Comparison of cytochrome P450 inhibition assays for drug discovery using human liver microsomes with LC–MS, rhCYP450 isozymes with fluorescence, and double cocktail with LC–MS

The disparity of IC50s from CYP450 inhibition assays used to assess drug–drug interaction potential was investigated, in order to have evidence for selecting a reliable in vitro CYP450 inhibition assay to support drug discovery. Three assays were studied: individual rhCYP isozymes and corresponding coumarin derivative-probe substrates with fluorescent detection, human liver microsomes (HLM) and cocktail drug-probe substrates with LC–MS detection, and double cocktail rhCYP isozymes mix and drug-probe mix with LC–MS detection. Data comparisons showed that the rhCYP-fluorescent assay and the cocktail assay with HLM–LC–MS had weak correlation. Detection method and probe substrates were shown to not be the major cause of the disparity in IC50s. However, the enzyme source and composition (HLM versus, rhCYP) caused disparity in IC50s. Specifically, the high concentrations of CYP isozymes often used with HLM-based assays produced high probe substrate conversion and test compound metabolism, which should both contribute to artificially higher IC50s.
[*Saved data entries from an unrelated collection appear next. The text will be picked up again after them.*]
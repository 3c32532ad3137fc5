//! Multi-bulk protocol framing on top of a [`Stream`].

use super::Stream;
use crate::error::RioResult;

impl<'a> Stream<'a> {
    /// Writes `<prefix><count>\r\n` and returns the bytes produced.
    ///
    /// # Errors
    /// Propagates the stream write error.
    pub fn write_bulk_count(&mut self, prefix: u8, count: i64) -> RioResult<usize> {
        let header = format!("{}{count}\r\n", char::from(prefix));
        self.write_copied(header.as_bytes())
    }

    /// Writes `$<len>\r\n<payload>\r\n` and returns the bytes produced.
    ///
    /// # Errors
    /// Propagates the stream write error.
    pub fn write_bulk_string(&mut self, payload: &'a [u8]) -> RioResult<usize> {
        let header = self.write_bulk_count(b'$', payload.len() as i64)?;
        if !payload.is_empty() {
            self.write(payload)?;
        }
        self.write(b"\r\n")?;
        Ok(header + payload.len() + 2)
    }

    /// Writes `value` as a bulk string of its decimal digits.
    ///
    /// # Errors
    /// Propagates the stream write error.
    pub fn write_bulk_i64(&mut self, value: i64) -> RioResult<usize> {
        self.write_bulk_owned(value.to_string().as_bytes())
    }

    /// Writes `value` as a bulk string in shortest round-trip form.
    ///
    /// # Errors
    /// Propagates the stream write error.
    pub fn write_bulk_f64(&mut self, value: f64) -> RioResult<usize> {
        self.write_bulk_owned(format_double(value).as_bytes())
    }

    fn write_bulk_owned(&mut self, payload: &[u8]) -> RioResult<usize> {
        let header = self.write_bulk_count(b'$', payload.len() as i64)?;
        self.write_copied(payload)?;
        self.write(b"\r\n")?;
        Ok(header + payload.len() + 2)
    }
}

/// Shortest digits that parse back to `value`, switching to exponent form for very
/// large or very small magnitudes (`1e+21`, `1.5e-7`).
#[must_use]
pub fn format_double(value: f64) -> String {
    if value.is_nan() {
        return "nan".to_string();
    }
    let magnitude = value.abs();
    if value.is_infinite() || magnitude == 0.0 || (1e-6..1e21).contains(&magnitude) {
        return value.to_string();
    }

    let formatted = format!("{value:e}");
    match formatted.split_once('e') {
        Some((mantissa, exp)) if !exp.starts_with('-') => format!("{mantissa}e+{exp}"),
        _ => formatted,
    }
}

#[cfg(test)]
mod tests {
    use super::*;

    fn written(f: impl FnOnce(&mut Stream<'static>) -> RioResult<usize>) -> (usize, String) {
        let mut stream = Stream::with_buffer(Vec::new());
        let n = f(&mut stream).unwrap();
        let bytes = stream.into_buffer().unwrap();
        (n, String::from_utf8(bytes).unwrap())
    }

    #[test]
    fn bulk_framing() {
        assert_eq!(written(|s| s.write_bulk_count(b'*', 3)), (4, "*3\r\n".into()));
        assert_eq!(
            written(|s| s.write_bulk_string(b"foo")),
            (9, "$3\r\nfoo\r\n".into())
        );
        assert_eq!(written(|s| s.write_bulk_string(b"")), (6, "$0\r\n\r\n".into()));
        assert_eq!(
            written(|s| s.write_bulk_i64(-42)),
            (9, "$3\r\n-42\r\n".into())
        );
    }

    #[test]
    fn doubles_use_shortest_form() {
        assert_eq!(format_double(1.5), "1.5");
        assert_eq!(format_double(3.0), "3");
        assert_eq!(format_double(-0.25), "-0.25");
        assert_eq!(format_double(1e21), "1e+21");
        assert_eq!(format_double(1.5e-7), "1.5e-7");
        assert_eq!(format_double(f64::INFINITY), "inf");
        assert_eq!(format_double(f64::NAN), "nan");
        assert_eq!(
            written(|s| s.write_bulk_f64(2.5)),
            (9, "$3\r\n2.5\r\n".into())
        );
    }
}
Non-specific binding of substrate to higher concentration proteins and lipids in the HLM-based assays should also contribute to higher IC50s. The modified double cocktail assay was found to overcome limitations of the other two assays. It uses an rhCYP isozymes mix, drug-probe substrate mix, low protein concentration, and LC–MS detection. The double cocktail assay is sensitive, selective, and high throughout for use in drug discovery to provide an early alert to potential toxicity with regard to drug–drug interaction, prioritize chemical series, and guide structural modification to circumvent CYP450 inhibition.